Agricultural Research Service

Research Project: Genetic Enhancement of Common Bean Using Exotic Germplasm for Biotic and Abiotic Stress Tolerance

Location: Tropical Crops and Germplasm Research

Title: Response of Andean and Mesoamerican common bean genotypes to inoculation with rhizobium strains.

Authors
item Racancoj, A. -
item Vargas, A. -
item Rosas, J. -
item Estevez DE Jensen, Consuelo -
item Beaver, J. -
item Porch, Timothy

Submitted to: Bean Improvement Cooperative Annual Report
Publication Type: Research Notes
Publication Acceptance Date: January 28, 2014
Publication Date: April 1, 2014
Citation: Racancoj, A.J., Vargas, A., Rosas, J.C., Estevez De Jensen, C., Beaver, J.S., Porch Clay, T.G. 2014. Response of Andean and Mesoamerican common bean genotypes to inoculation with rhizobium strains. Bean Improvement Cooperative Annual Report. p. 245-246.

Interpretive Summary: In most common bean production regions of Latin America, inoculants, composed of symbiotic bacteria that fix nitrogen in symbiosis with legume plants, are rarely used by farmers in spite of several studies that demonstrate the importance of inoculation on commercial production of legume crops. This study investigated specific bean host plant-Rhizobium strain (symbiotic bacteria) interactions that could facilitate the selection of superior Rhizobia with greater response to inoculation, and with the potential to increase bean productivity in nitrogen limited soils. The results show that nodulation response of bean genotypes was significantly influenced by Rhizobium strain and common bean variety, but not by their interaction. On average, Andean common bean varieties had greater nodulation and plant dry weight than Mesoamerican varieties.
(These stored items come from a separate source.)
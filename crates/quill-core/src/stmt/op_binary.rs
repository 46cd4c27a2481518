use std::fmt;

#[derive(Copy, Clone, PartialEq, Eq)]
pub enum BinaryOp {
    Eq,
    Ne,
    Ge,
    Gt,
    Le,
    Lt,
    And,
    Or,
    Add,
    Sub,
    Mul,
    Div,
}

impl BinaryOp {
    /// Binding strength; higher binds tighter.
    pub fn precedence(self) -> u8 {
        use BinaryOp::*;

        match self {
            Or => 1,
            And => 2,
            Eq | Ne | Ge | Gt | Le | Lt => 5,
            Add | Sub => 7,
            Mul | Div => 8,
        }
    }

    /// `a op (b op c)` == `(a op b) op c`
    pub fn is_associative(self) -> bool {
        matches!(self, Self::And | Self::Or | Self::Add | Self::Mul)
    }

    pub fn as_str(self) -> &'static str {
        use BinaryOp::*;

        match self {
            Eq => "=",
            Ne => "!=",
            Ge => ">=",
            Gt => ">",
            Le => "<=",
            Lt => "<",
            And => "AND",
            Or => "OR",
            Add => "+",
            Sub => "-",
            Mul => "*",
            Div => "/",
        }
    }
}

impl fmt::Display for BinaryOp {
    fn fmt(&self, f: &mut fmt::Formatter<'_>) -> fmt::Result {
        self.as_str().fmt(f)
    }
}

impl fmt::Debug for BinaryOp {
    fn fmt(&self, f: &mut fmt::Formatter<'_>) -> fmt::Result {
        fmt::Display::fmt(self, f)
    }
}
use super::{Formatter, ToSql};
use crate::ParamStyle;

use quill_core::stmt::Value;

/// Receives bind parameters in the order they appear in the SQL text.
pub trait Params {
    fn push(&mut self, name: &str, value: &Value) -> Placeholder;
}

/// One-based position of a parameter in the list
#[derive(Debug, Clone, Copy, PartialEq, Eq)]
pub struct Placeholder(pub usize);

/// A bind parameter of a compiled statement.
#[derive(Debug, Clone, PartialEq)]
pub struct Param {
    pub name: String,
    pub value: Value,
}

impl Params for Vec<Param> {
    fn push(&mut self, name: &str, value: &Value) -> Placeholder {
        self.push(Param {
            name: name.to_string(),
            value: value.clone(),
        });
        Placeholder(self.len())
    }
}

/// A placeholder as written in the SQL text
pub(super) struct Bind<'a> {
    pub(super) name: &'a str,
    pub(super) placeholder: Placeholder,
}

impl ToSql for Bind<'_> {
    fn to_sql<P: super::Params>(self, f: &mut Formatter<'_, P>) {
        use std::fmt::Write;

        match f.serializer.dialect.param_style {
            ParamStyle::Named => write!(f.dst, ":{}", self.name),
            ParamStyle::Pyformat => write!(f.dst, "%({})s", self.name),
            ParamStyle::Format => write!(f.dst, "%s"),
            ParamStyle::Qmark => write!(f.dst, "?"),
            ParamStyle::Numeric => write!(f.dst, "${}", self.placeholder.0),
        }
        .unwrap()
    }
}
//! Names every bind parameter of a statement before it is rendered.
//!
//! Literals written to a column take the column's name (`:name`). Literals
//! anywhere else are anonymous and take the name of the column they are
//! compared against plus a counter (`:name_1`), or `param_<n>` when there
//! is no such column. Explicitly named parameters keep their name. Any name
//! already taken gets a numeric suffix. Names are assigned in a fixed order:
//! WHERE clause, then SET values, then generated columns.

use crate::{compiler::Write, Defaults};

use quill_core::{
    schema::ColumnId,
    stmt::{visit, Expr, ExprBinaryOp, ExprColumn, ExprParam, Subquery, Update, Visit},
    Error, Result, Schema,
};

use by_address::ByAddress;
use std::collections::{HashMap, HashSet};
use tracing::trace;

/// Bind parameter names assigned to a statement's literals.
///
/// Literals are keyed by node identity, so two equal literals in different
/// places get different names.
#[derive(Debug, Default)]
pub struct Bindings<'stmt> {
    exprs: HashMap<ByAddress<&'stmt Expr>, String>,

    /// Generated column values
    columns: HashMap<ColumnId, String>,
}

impl Bindings<'_> {
    pub fn expr<'a>(&'a self, expr: &'a Expr) -> Option<&'a str> {
        self.exprs.get(&ByAddress(expr)).map(String::as_str)
    }

    pub fn column(&self, column: ColumnId) -> Option<&str> {
        self.columns.get(&column).map(String::as_str)
    }
}

/// Assigns the parameter names of one compile call.
pub(crate) struct Binder<'a, 'stmt> {
    schema: &'a Schema,

    names: BindNames,

    bindings: Bindings<'stmt>,

    /// Derived tables already walked
    entered: HashSet<ByAddress<&'stmt Subquery>>,

    /// First failure. `Visit` methods cannot return errors.
    error: Option<Error>,
}

impl<'a, 'stmt> Binder<'a, 'stmt> {
    pub(crate) fn new(schema: &'a Schema) -> Self {
        Binder {
            schema,
            names: BindNames::default(),
            bindings: Bindings::default(),
            entered: HashSet::new(),
            error: None,
        }
    }

    pub(crate) fn bind(
        mut self,
        stmt: &'stmt Update,
        writes: &[Write<'stmt>],
        defaults: &Defaults,
    ) -> Result<Bindings<'stmt>> {
        let schema = self.schema;

        self.visit_filter(&stmt.filter);

        for write in writes {
            match write.expr {
                Expr::Value(_) => {
                    let name = &schema.column(write.column).name;
                    self.named(write.expr, name);
                }
                expr => self.visit_expr(expr),
            }
        }

        for generated in defaults.assignments() {
            let name = &schema.column(generated.column).name;
            match self.names.named(name) {
                Ok(name) => {
                    self.bindings.columns.insert(generated.column, name);
                }
                Err(err) => self.fail(err),
            }
        }

        match self.error {
            Some(err) => Err(err),
            None => Ok(self.bindings),
        }
    }

    fn named(&mut self, expr: &'stmt Expr, base: &str) {
        if self.bindings.expr(expr).is_some() {
            return;
        }

        match self.names.named(base) {
            Ok(name) => self.insert(expr, name),
            Err(err) => self.fail(err),
        }
    }

    fn anonymous(&mut self, expr: &'stmt Expr, base: &str) {
        if self.bindings.expr(expr).is_some() {
            return;
        }

        match self.names.anonymous(base) {
            Ok(name) => self.insert(expr, name),
            Err(err) => self.fail(err),
        }
    }

    fn insert(&mut self, expr: &'stmt Expr, name: String) {
        trace!(%name, "bind");
        self.bindings.exprs.insert(ByAddress(expr), name);
    }

    fn fail(&mut self, err: Error) {
        self.error.get_or_insert(err);
    }
}

impl<'stmt> Visit<'stmt> for Binder<'_, 'stmt> {
    fn visit_expr(&mut self, i: &'stmt Expr) {
        match i {
            Expr::Value(_) => self.anonymous(i, "param"),
            Expr::Param(ExprParam { name, .. }) => self.named(i, name),
            _ => visit::visit_expr(self, i),
        }
    }

    fn visit_expr_binary_op(&mut self, i: &'stmt ExprBinaryOp) {
        let schema = self.schema;

        // A literal compared against a column is named after the column
        for (operand, other) in [(&*i.lhs, &*i.rhs), (&*i.rhs, &*i.lhs)] {
            if !operand.is_value() {
                continue;
            }

            if let Some(base) = other.bind_base(schema) {
                self.anonymous(operand, base);
            }
        }

        visit::visit_expr_binary_op(self, i);
    }

    fn visit_expr_column(&mut self, i: &'stmt ExprColumn) {
        // Parameters inside a derived table are named where the table is
        // first referenced.
        if let Some(subquery) = i.source.as_subquery() {
            if self.entered.insert(ByAddress(&**subquery)) {
                self.visit_select(&subquery.select);
            }
        }
    }
}

/// Hands out unique parameter names.
#[derive(Debug, Default)]
struct BindNames {
    taken: HashSet<String>,

    /// Last suffix handed out per base name
    counters: HashMap<String, usize>,
}

impl BindNames {
    /// `base_<n>` with the next free `n`.
    fn anonymous(&mut self, base: &str) -> Result<String> {
        let counter = self.counters.entry(base.to_string()).or_default();

        let name = loop {
            *counter += 1;
            let name = format!("{base}_{counter}");
            if !self.taken.contains(&name) {
                break name;
            }
        };

        self.take(name)
    }

    /// `base`, or `base_<n>` when `base` is taken.
    fn named(&mut self, base: &str) -> Result<String> {
        if self.taken.contains(base) {
            self.anonymous(base)
        } else {
            self.take(base.to_string())
        }
    }

    fn take(&mut self, name: String) -> Result<String> {
        if !self.taken.insert(name.clone()) {
            return Err(Error::duplicate_binding(name));
        }
        Ok(name)
    }
}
Technical Abstract: In most common bean (Phaseolus vulgaris L.) production regions of Latin America, inoculants are rarely used by farmers in spite of several studies that demonstrate the importance of Rhizobium inoculation on commercial production of legume crops. This study investigated specific bean host plant-Rhizobium strain interactions that could facilitate the selection of superior symbionts with greater response to inoculation, and with the potential to increase bean productivity in N limited soils. The results show that nodulation response of bean genotypes was significantly influenced by Rhizobium strains and genotype treatments, but not by their interaction. On average, Andean genotypes had greater nodulation and plant dry weight than Mesoamerican genotypes.